I'm using python to do some processing on text files and am having issues with MemoryError
s. Sometimes the file being processed is quite large which means that too much RAM is being used by a multiprocessing Process.
Here is a snippet of my code:
import multiprocessing as mp
import os
def preprocess_file(file_path):
with open(file_path, "r+") as f:
file_contents = f.read()
# modify the file_contents
# ...
# overwrite file
f.seek(0)
f.write(file_contents)
f.truncate()
if __name__ == "main":
with mp.Pool(mp.cpu_count()) as pool:
pool_processes = []
# for all files in dir
for root, dirs, files in os.walk(some_path):
for f in files:
pool_processes.append(os.path.join(root, f))
# start the processes
pool.map(preprocess_file, pool_processes)

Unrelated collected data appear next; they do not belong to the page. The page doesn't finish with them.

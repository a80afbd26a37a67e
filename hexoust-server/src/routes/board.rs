//! Board geometry endpoint

use crate::state::ServerState;
use axum::{extract::State, Json};
use hexoust_core::{Board, GameConfig, Layout, Point, DIRECTIONS};
use serde::Serialize;
use std::sync::Arc;

/// One drawable cell
#[derive(Clone, Debug, Serialize)]
pub struct HexInfo {
    pub q: i32,
    pub r: i32,
    pub s: i64,
    pub center: Point,
    pub corners: [Point; 6],
}

#[derive(Clone, Debug, Serialize)]
pub struct BoardInfo {
    pub radius: i32,
    pub cell_count: usize,
    pub layout: Layout,
    pub hexes: Vec<HexInfo>,
    pub directions: Vec<[i32; 2]>,
}

/// Geometry of every cell on a board built from `config`
pub fn board_info(config: &GameConfig) -> BoardInfo {
    let board = Board::new(config.radius);
    let layout = config.layout;

    let hexes = board
        .hexes()
        .map(|hex| HexInfo {
            q: hex.q,
            r: hex.r,
            s: hex.s(),
            center: layout.hex_to_pixel(hex),
            corners: layout.corners(hex),
        })
        .collect();

    BoardInfo {
        radius: config.radius,
        cell_count: board.cell_count(),
        layout,
        hexes,
        directions: DIRECTIONS.iter().map(|&(dq, dr)| [dq, dr]).collect(),
    }
}

/// Get board geometry
pub async fn get_board(State(state): State<Arc<ServerState>>) -> Json<BoardInfo> {
    let config = *state.game().config();
    Json(board_info(&config))
}
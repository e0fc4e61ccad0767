use std::io::BufRead;

/// Split input into whitespace-delimited identifiers, across any number of lines
///
/// # Errors
///
/// Returns the underlying IO error if the input cannot be read.
pub fn read_tokens<R: BufRead>(reader: R) -> std::io::Result<Vec<String>> {
    let mut tokens = Vec::new();
    for line in reader.lines() {
        tokens.extend(line?.split_whitespace().map(str::to_string));
    }
    Ok(tokens)
}

#[cfg(test)]
mod tests {
    use super::*;

    #[test]
    fn test_read_tokens() {
        let input = "GENE1\n  GENE2\tGENE3  \n\n\r\nGENE4\r\n";
        let tokens = read_tokens(input.as_bytes()).unwrap();
        assert_eq!(tokens, vec!["GENE1", "GENE2", "GENE3", "GENE4"]);
    }

    #[test]
    fn test_read_tokens_empty() {
        assert!(read_tokens("".as_bytes()).unwrap().is_empty());
    }
}
//! Locating OrthoMCL groups in a groups file.
//!
//! A lookup is a two-phase filter: every line is screened with a cheap literal
//! [`SearchPattern`], and only lines that pass are parsed into a [`Group`]. The
//! caller then applies the exact check for its query mode.
//!
//! Two implementations are provided:
//!
//! - [`StreamingLocator`]: re-reads the file for every lookup, never holding more
//!   than one line in memory. Suitable for multi-gigabyte groups files.
//! - [`InMemoryLocator`]: reads the file once and scans the cached lines. Faster
//!   for long input lists at the cost of holding the whole file.
//!
//! Files ending in `.gz` or `.bgz` are decompressed transparently.

use std::fs::File;
use std::io::{BufRead, BufReader};
use std::path::{Path, PathBuf};

use flate2::read::MultiGzDecoder;
use thiserror::Error;

use crate::core::group::{Group, GroupError};
use crate::core::types::SearchPattern;
use crate::utils::validation::is_gzipped;

pub mod memory;
pub mod stream;

pub use memory::InMemoryLocator;
pub use stream::StreamingLocator;

#[derive(Error, Debug)]
pub enum LocateError {
    #[error("Groups file {} is unavailable: {source}", path.display())]
    ResourceUnavailable {
        path: PathBuf,
        #[source]
        source: std::io::Error,
    },

    #[error(transparent)]
    Malformed(#[from] GroupError),
}

impl LocateError {
    fn unavailable(path: &Path, source: std::io::Error) -> Self {
        Self::ResourceUnavailable {
            path: path.to_path_buf(),
            source,
        }
    }
}

/// Source of OrthoMCL groups that can be searched by pattern
pub trait GroupLocator {
    /// All groups on lines passing `pattern`, in file order. Duplicate lines yield
    /// duplicate groups.
    ///
    /// # Errors
    ///
    /// Returns `LocateError::ResourceUnavailable` if the groups file cannot be read,
    /// or `LocateError::Malformed` if a screened line is not a valid group.
    fn locate(&self, pattern: &SearchPattern) -> Result<Vec<Group>, LocateError>;
}

/// Open a groups file for line reading, decompressing gzip by file name
fn open_groups_file(path: &Path) -> Result<Box<dyn BufRead>, LocateError> {
    let file = File::open(path).map_err(|e| LocateError::unavailable(path, e))?;

    if is_gzipped(path) {
        Ok(Box::new(BufReader::new(MultiGzDecoder::new(file))))
    } else {
        Ok(Box::new(BufReader::new(file)))
    }
}

/// Parse a raw line that passed the screen. Blank lines never do.
///
/// Only screened lines are decoded, so invalid UTF-8 elsewhere in the file is
/// never seen; a screened line that is not UTF-8 is a malformed group line.
fn parse_screened(line: &[u8], pattern: &SearchPattern) -> Option<Result<Group, GroupError>> {
    if line.iter().all(u8::is_ascii_whitespace) || !pattern.matches_bytes(line) {
        return None;
    }
    let parsed = match std::str::from_utf8(line) {
        Ok(text) => Group::parse(text),
        Err(_) => Err(GroupError::MalformedGroupLine(
            String::from_utf8_lossy(line).trim_end().to_string(),
        )),
    };
    Some(parsed)
}
use std::fs::File;
use std::io::{BufRead, BufReader, BufWriter, Write};
use std::path::PathBuf;

use anyhow::Context;
use clap::Args;

use crate::cli::OutputFormat;
use crate::core::types::{OutputRecord, Projection, QueryMode};
use crate::locator::{GroupLocator, InMemoryLocator, StreamingLocator};
use crate::query::{read_tokens, QueryDriver};
use crate::utils::validation::{parse_input_species_code, parse_species_code};

/// Groups file used when neither `--groups-file` nor `ORTHOMCL_GROUPS_FILE` is set
pub const DEFAULT_GROUPS_FILE: &str = "groups_OrthoMCL-5.txt.gz";

#[derive(Args)]
pub struct JumpArgs {
    /// Files of identifiers, whitespace separated. Reads stdin if none or '-'
    pub inputs: Vec<PathBuf>,

    /// Path to the OrthoMCL groups file (gzipped or not, detected from the .gz suffix)
    #[arg(short = 'g', long, env = "ORTHOMCL_GROUPS_FILE", default_value = DEFAULT_GROUPS_FILE)]
    pub groups_file: PathBuf,

    /// OrthoMCL species code of the inputs, e.g. hsap.
    /// Omit to read OrthoMCL group IDs; use '-' to match gene IDs from any species
    #[arg(short = 'i', long, value_parser = parse_input_species_code)]
    pub input_species_code: Option<String>,

    /// Output OrthoMCL species code(s), comma-separated.
    /// Omit to report only group IDs
    #[arg(short = 'o', long, value_delimiter = ',', value_parser = parse_species_code)]
    pub output_species_codes: Vec<String>,

    /// Output the group's genes NOT from the output species codes
    #[arg(short = 'v', long)]
    pub inverse: bool,

    /// Load the whole groups file into memory once instead of re-reading it per input
    #[arg(long)]
    pub cache: bool,
}

/// Execute the lookup
///
/// # Errors
///
/// Returns an error if inputs or the groups file cannot be read, the groups file is
/// malformed, or output cannot be written.
#[allow(clippy::needless_pass_by_value)] // CLI entry point, values from clap
pub fn run(args: JumpArgs, format: OutputFormat, verbose: bool) -> anyhow::Result<()> {
    let tokens = read_inputs(&args.inputs)?;

    let metadata = std::fs::metadata(&args.groups_file).with_context(|| {
        format!(
            "Cannot access OrthoMCL groups file {}",
            args.groups_file.display()
        )
    })?;
    if !metadata.is_file() {
        anyhow::bail!(
            "OrthoMCL groups file {} is not a regular file",
            args.groups_file.display()
        );
    }

    let locator: Box<dyn GroupLocator> = if args.cache {
        Box::new(InMemoryLocator::load(&args.groups_file)?)
    } else {
        Box::new(StreamingLocator::new(&args.groups_file))
    };

    let mode = QueryMode::from_input_species_code(args.input_species_code.as_deref());
    let projection = Projection::new(args.output_species_codes.clone(), args.inverse);

    if verbose {
        eprintln!(
            "Looking up {} inputs in {} ({mode:?})",
            tokens.len(),
            args.groups_file.display()
        );
    }

    let driver = QueryDriver::new(locator.as_ref(), mode, projection);

    let stdout = std::io::stdout();
    let mut out = BufWriter::new(stdout.lock());
    let mut err = std::io::stderr().lock();

    let summary = driver.run(
        &tokens,
        |record| write_record(&mut out, record, format),
        &mut err,
    )?;
    out.flush()?;

    if verbose {
        eprintln!(
            "{} of {} inputs resolved ({} not found, {} ambiguous)",
            summary.resolved,
            summary.total(),
            summary.not_found,
            summary.ambiguous
        );
    }

    Ok(())
}

fn write_record<W: Write>(
    out: &mut W,
    record: &OutputRecord,
    format: OutputFormat,
) -> std::io::Result<()> {
    match format {
        OutputFormat::Tsv => writeln!(out, "{}", record.to_tsv()),
        OutputFormat::Json => {
            serde_json::to_writer(&mut *out, record)?;
            writeln!(out)
        }
    }
}

fn read_inputs(inputs: &[PathBuf]) -> anyhow::Result<Vec<String>> {
    if inputs.is_empty() {
        return Ok(read_tokens(std::io::stdin().lock())?);
    }

    let mut tokens = Vec::new();
    for path in inputs {
        let reader: Box<dyn BufRead> = if path.as_os_str() == "-" {
            Box::new(std::io::stdin().lock())
        } else {
            let file = File::open(path)
                .with_context(|| format!("Cannot open input file {}", path.display()))?;
            Box::new(BufReader::new(file))
        };
        tokens.extend(read_tokens(reader)?);
    }
    Ok(tokens)
}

I have tried to use the resource package to set a limit to how much RAM each process can use as shown below but this hasn't fixed the issue, and I still get MemoryError
s being raised which leads me to believe it's the pool.map
which is causing issues. I was hoping to have each process deal with the exception individually so that the file could be skipped rather than crashing the whole program.
import resource
def preprocess_file(file_path):
try:
hard = os.sysconf("SC_PAGE_SIZE") * os.sysconf("SC_PHYS_PAGES") # total bytes of RAM in machine
soft = (hard - 512 * 1024 * 1024) // mp.cpu_count() # split between each cpu and save 512MB for the system
resource.setrlimit(resource.RLIMIT_AS, (soft, hard)) # apply limit
with open(file_path, "r+") as f:
# ...
except Exception as e: # bad practice - should be more specific but just a placeholder
# ...
How can I let an individual process run out of memory while letting the other processes continue unaffected? Ideally I want to catch the exception within the preprocess_file
file so that I can log exactly which file caused the error.
Edit: The preprocess_file
function does not share data with any other processes so there is no need for shared memory. The function also needs to read the entire file at once as the file is reformatted which cannot be done line by line.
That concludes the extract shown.